Collected data
Segment Open
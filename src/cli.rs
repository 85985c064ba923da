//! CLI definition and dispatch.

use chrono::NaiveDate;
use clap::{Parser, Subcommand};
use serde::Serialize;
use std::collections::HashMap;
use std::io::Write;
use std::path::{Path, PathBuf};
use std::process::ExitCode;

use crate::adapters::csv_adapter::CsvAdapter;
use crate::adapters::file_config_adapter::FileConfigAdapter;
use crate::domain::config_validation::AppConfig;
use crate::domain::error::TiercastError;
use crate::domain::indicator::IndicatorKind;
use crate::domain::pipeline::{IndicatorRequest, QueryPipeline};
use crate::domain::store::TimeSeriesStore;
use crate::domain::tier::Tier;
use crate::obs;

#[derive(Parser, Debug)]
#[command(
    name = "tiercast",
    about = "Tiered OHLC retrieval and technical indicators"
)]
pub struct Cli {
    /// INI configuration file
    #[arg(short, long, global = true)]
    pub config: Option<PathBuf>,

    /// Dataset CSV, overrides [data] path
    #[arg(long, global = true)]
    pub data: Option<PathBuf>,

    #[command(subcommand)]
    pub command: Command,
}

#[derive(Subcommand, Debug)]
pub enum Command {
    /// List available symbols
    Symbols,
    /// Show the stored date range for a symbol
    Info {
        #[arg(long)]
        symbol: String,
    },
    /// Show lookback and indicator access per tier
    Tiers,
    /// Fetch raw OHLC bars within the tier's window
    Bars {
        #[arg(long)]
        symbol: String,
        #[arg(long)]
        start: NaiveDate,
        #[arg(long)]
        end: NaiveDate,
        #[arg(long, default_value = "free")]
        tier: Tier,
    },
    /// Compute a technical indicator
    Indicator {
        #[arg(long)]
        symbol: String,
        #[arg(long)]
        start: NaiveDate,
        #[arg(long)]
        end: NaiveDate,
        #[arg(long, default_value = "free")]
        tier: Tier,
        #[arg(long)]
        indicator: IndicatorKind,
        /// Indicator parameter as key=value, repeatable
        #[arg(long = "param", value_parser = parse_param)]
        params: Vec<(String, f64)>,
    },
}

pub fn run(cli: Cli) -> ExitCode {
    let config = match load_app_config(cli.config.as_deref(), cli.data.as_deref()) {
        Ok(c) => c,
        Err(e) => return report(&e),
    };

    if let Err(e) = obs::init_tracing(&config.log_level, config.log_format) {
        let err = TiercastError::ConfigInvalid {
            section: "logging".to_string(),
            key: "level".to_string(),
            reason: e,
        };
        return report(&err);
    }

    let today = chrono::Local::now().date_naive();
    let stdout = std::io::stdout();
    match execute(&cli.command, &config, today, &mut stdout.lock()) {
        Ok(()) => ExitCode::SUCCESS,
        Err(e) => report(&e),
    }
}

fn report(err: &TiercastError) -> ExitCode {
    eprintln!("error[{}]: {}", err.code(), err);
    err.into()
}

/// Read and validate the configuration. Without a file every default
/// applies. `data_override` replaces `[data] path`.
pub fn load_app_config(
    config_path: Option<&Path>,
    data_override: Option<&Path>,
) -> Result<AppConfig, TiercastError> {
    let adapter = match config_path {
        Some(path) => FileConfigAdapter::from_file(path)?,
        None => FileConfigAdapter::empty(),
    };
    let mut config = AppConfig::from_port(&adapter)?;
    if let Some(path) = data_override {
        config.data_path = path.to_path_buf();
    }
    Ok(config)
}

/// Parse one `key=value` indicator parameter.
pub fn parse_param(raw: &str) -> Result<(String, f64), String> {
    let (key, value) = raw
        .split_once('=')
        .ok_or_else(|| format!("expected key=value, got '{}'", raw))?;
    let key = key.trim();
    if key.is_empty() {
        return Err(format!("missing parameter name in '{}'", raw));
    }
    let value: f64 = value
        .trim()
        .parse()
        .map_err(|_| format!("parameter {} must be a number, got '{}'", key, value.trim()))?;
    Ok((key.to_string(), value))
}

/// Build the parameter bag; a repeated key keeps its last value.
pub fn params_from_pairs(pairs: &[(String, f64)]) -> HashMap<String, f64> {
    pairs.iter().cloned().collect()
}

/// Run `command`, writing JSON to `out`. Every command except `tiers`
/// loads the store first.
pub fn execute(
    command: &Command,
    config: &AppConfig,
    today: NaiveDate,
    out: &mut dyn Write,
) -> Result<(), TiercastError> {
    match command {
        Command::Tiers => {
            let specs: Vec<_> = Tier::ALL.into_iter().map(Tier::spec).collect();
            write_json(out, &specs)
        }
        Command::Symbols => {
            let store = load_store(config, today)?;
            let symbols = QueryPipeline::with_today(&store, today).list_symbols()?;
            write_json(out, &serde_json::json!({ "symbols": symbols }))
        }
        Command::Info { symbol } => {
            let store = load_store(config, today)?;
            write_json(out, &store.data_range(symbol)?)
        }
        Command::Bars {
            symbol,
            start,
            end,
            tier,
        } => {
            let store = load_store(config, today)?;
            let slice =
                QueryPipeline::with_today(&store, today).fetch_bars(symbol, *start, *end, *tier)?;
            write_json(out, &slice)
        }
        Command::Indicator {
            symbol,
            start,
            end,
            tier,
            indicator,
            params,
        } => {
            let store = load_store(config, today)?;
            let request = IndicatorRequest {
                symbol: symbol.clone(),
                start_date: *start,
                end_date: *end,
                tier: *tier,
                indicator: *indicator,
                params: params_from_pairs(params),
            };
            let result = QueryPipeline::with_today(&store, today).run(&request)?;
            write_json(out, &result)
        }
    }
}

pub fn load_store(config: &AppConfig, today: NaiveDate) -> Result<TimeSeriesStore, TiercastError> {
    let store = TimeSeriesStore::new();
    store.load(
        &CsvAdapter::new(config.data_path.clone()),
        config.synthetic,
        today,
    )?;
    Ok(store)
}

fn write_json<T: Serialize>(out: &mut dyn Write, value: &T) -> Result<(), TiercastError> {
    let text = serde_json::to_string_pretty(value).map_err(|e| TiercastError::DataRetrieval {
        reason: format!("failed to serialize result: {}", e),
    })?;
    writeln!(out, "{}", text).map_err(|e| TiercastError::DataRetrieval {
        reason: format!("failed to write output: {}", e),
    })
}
Segment Closed
TASK PROMPT:
Transcribe all of the data exactly, leaving no line out.

ANSWER BOX:
filename src/cli.rs
repository 85985c064ba923da
//! CLI definition and dispatch.

use chrono::NaiveDate;
use clap::{Parser, Subcommand};
use serde::Serialize;
use std::collections::HashMap;
use std::io::Write;
use std::path::{Path, PathBuf};
use std::process::ExitCode;

use crate::adapters::csv_adapter::CsvAdapter;
use crate::adapters::file_config_adapter::FileConfigAdapter;
use crate::domain::config_validation::AppConfig;
use crate::domain::error::TiercastError;
use crate::domain::indicator::IndicatorKind;
use crate::domain::pipeline::{IndicatorRequest, QueryPipeline};
use crate::domain::store::TimeSeriesStore;
use crate::domain::tier::Tier;
use crate::obs;

#[derive(Parser, Debug)]
#[command(
    name = "tiercast",
    about = "Tiered OHLC retrieval and technical indicators"
)]
pub struct Cli {
    /// INI configuration file
    #[arg(short, long, global = true)]
    pub config: Option<PathBuf>,

    /// Dataset CSV, overrides [data] path
    #[arg(long, global = true)]
    pub data: Option<PathBuf>,

    #[command(subcommand)]
    pub command: Command,
}

#[derive(Subcommand, Debug)]
pub enum Command {
    /// List available symbols
    Symbols,
    /// Show the stored date range for a symbol
    Info {
        #[arg(long)]
        symbol: String,
    },
    /// Show lookback and indicator access per tier
    Tiers,
    /// Fetch raw OHLC bars within the tier's window
    Bars {
        #[arg(long)]
        symbol: String,
        #[arg(long)]
        start: NaiveDate,
        #[arg(long)]
        end: NaiveDate,
        #[arg(long, default_value = "free")]
        tier: Tier,
    },
    /// Compute a technical indicator
    Indicator {
        #[arg(long)]
        symbol: String,
        #[arg(long)]
        start: NaiveDate,
        #[arg(long)]
        end: NaiveDate,
        #[arg(long, default_value = "free")]
        tier: Tier,
        #[arg(long)]
        indicator: IndicatorKind,
        /// Indicator parameter as key=value, repeatable
        #[arg(long = "param", value_parser = parse_param)]
        params: Vec<(String, f64)>,
    },
}

pub fn run(cli: Cli) -> ExitCode {
    let config = match load_app_config(cli.config.as_deref(), cli.data.as_deref()) {
        Ok(c) => c,
        Err(e) => return report(&e),
    };

    if let Err(e) = obs::init_tracing(&config.log_level, config.log_format) {
        let err = TiercastError::ConfigInvalid {
            section: "logging".to_string(),
            key: "level".to_string(),
            reason: e,
        };
        return report(&err);
    }

    let today = chrono::Local::now().date_naive();
    let stdout = std::io::stdout();
    match execute(&cli.command, &config, today, &mut stdout.lock()) {
        Ok(()) => ExitCode::SUCCESS,
        Err(e) => report(&e),
    }
}

fn report(err: &TiercastError) -> ExitCode {
    eprintln!("error[{}]: {}", err.code(), err);
    err.into()
}

/// Read and validate the configuration. Without a file every default
/// applies. `data_override` replaces `[data] path`.
pub fn load_app_config(
    config_path: Option<&Path>,
    data_override: Option<&Path>,
) -> Result<AppConfig, TiercastError> {
    let adapter = match config_path {
        Some(path) => FileConfigAdapter::from_file(path)?,
        None => FileConfigAdapter::empty(),
    };
    let mut config = AppConfig::from_port(&adapter)?;
    if let Some(path) = data_override {
        config.data_path = path.to_path_buf();
    }
    Ok(config)
}

/// Parse one `key=value` indicator parameter.
pub fn parse_param(raw: &str) -> Result<(String, f64), String> {
    let (key, value) = raw
        .split_once('=')
        .ok_or_else(|| format!("expected key=value, got '{}'", raw))?;
    let key = key.trim();
    if key.is_empty() {
        return Err(format!("missing parameter name in '{}'", raw));
    }
    let value: f64 = value
        .trim()
        .parse()
        .map_err(|_| format!("parameter {} must be a number, got '{}'", key, value.trim()))?;
    Ok((key.to_string(), value))
}

/// Build the parameter bag; a repeated key keeps its last value.
pub fn params_from_pairs(pairs: &[(String, f64)]) -> HashMap<String, f64> {
    pairs.iter().cloned().collect()
}

/// Run `command`, writing JSON to `out`. Every command except `tiers`
/// loads the store first.
pub fn execute(
    command: &Command,
    config: &AppConfig,
    today: NaiveDate,
    out: &mut dyn Write,
) -> Result<(), TiercastError> {
    match command {
        Command::Tiers => {
            let specs: Vec<_> = Tier::ALL.into_iter().map(Tier::spec).collect();
            write_json(out, &specs)
        }
        Command::Symbols => {
            let store = load_store(config, today)?;
            let symbols = QueryPipeline::with_today(&store, today).list_symbols()?;
            write_json(out, &serde_json::json!({ "symbols": symbols }))
        }
        Command::Info { symbol } => {
            let store = load_store(config, today)?;
            write_json(out, &store.data_range(symbol)?)
        }
        Command::Bars {
            symbol,
            start,
            end,
            tier,
        } => {
            let store = load_store(config, today)?;
            let slice =
                QueryPipeline::with_today(&store, today).fetch_bars(symbol, *start, *end, *tier)?;
            write_json(out, &slice)
        }
        Command::Indicator {
            symbol,
            start,
            end,
            tier,
            indicator,
            params,
        } => {
            let store = load_store(config, today)?;
            let request = IndicatorRequest {
                symbol: symbol.clone(),
                start_date: *start,
                end_date: *end,
                tier: *tier,
                indicator: *indicator,
                params: params_from_pairs(params),
            };
            let result = QueryPipeline::with_today(&store, today).run(&request)?;
            write_json(out, &result)
        }
    }
}

pub fn load_store(config: &AppConfig, today: NaiveDate) -> Result<TimeSeriesStore, TiercastError> {
    let store = TimeSeriesStore::new();
    store.load(
        &CsvAdapter::new(config.data_path.clone()),
        config.synthetic,
        today,
    )?;
    Ok(store)
}

fn write_json<T: Serialize>(out: &mut dyn Write, value: &T) -> Result<(), TiercastError> {
    let text = serde_json::to_string_pretty(value).map_err(|e| TiercastError::DataRetrieval {
        reason: format!("failed to serialize result: {}", e),
    })?;
    writeln!(out, "{}", text).map_err(|e| TiercastError::DataRetrieval {
        reason: format!("failed to write output: {}", e),
    })
}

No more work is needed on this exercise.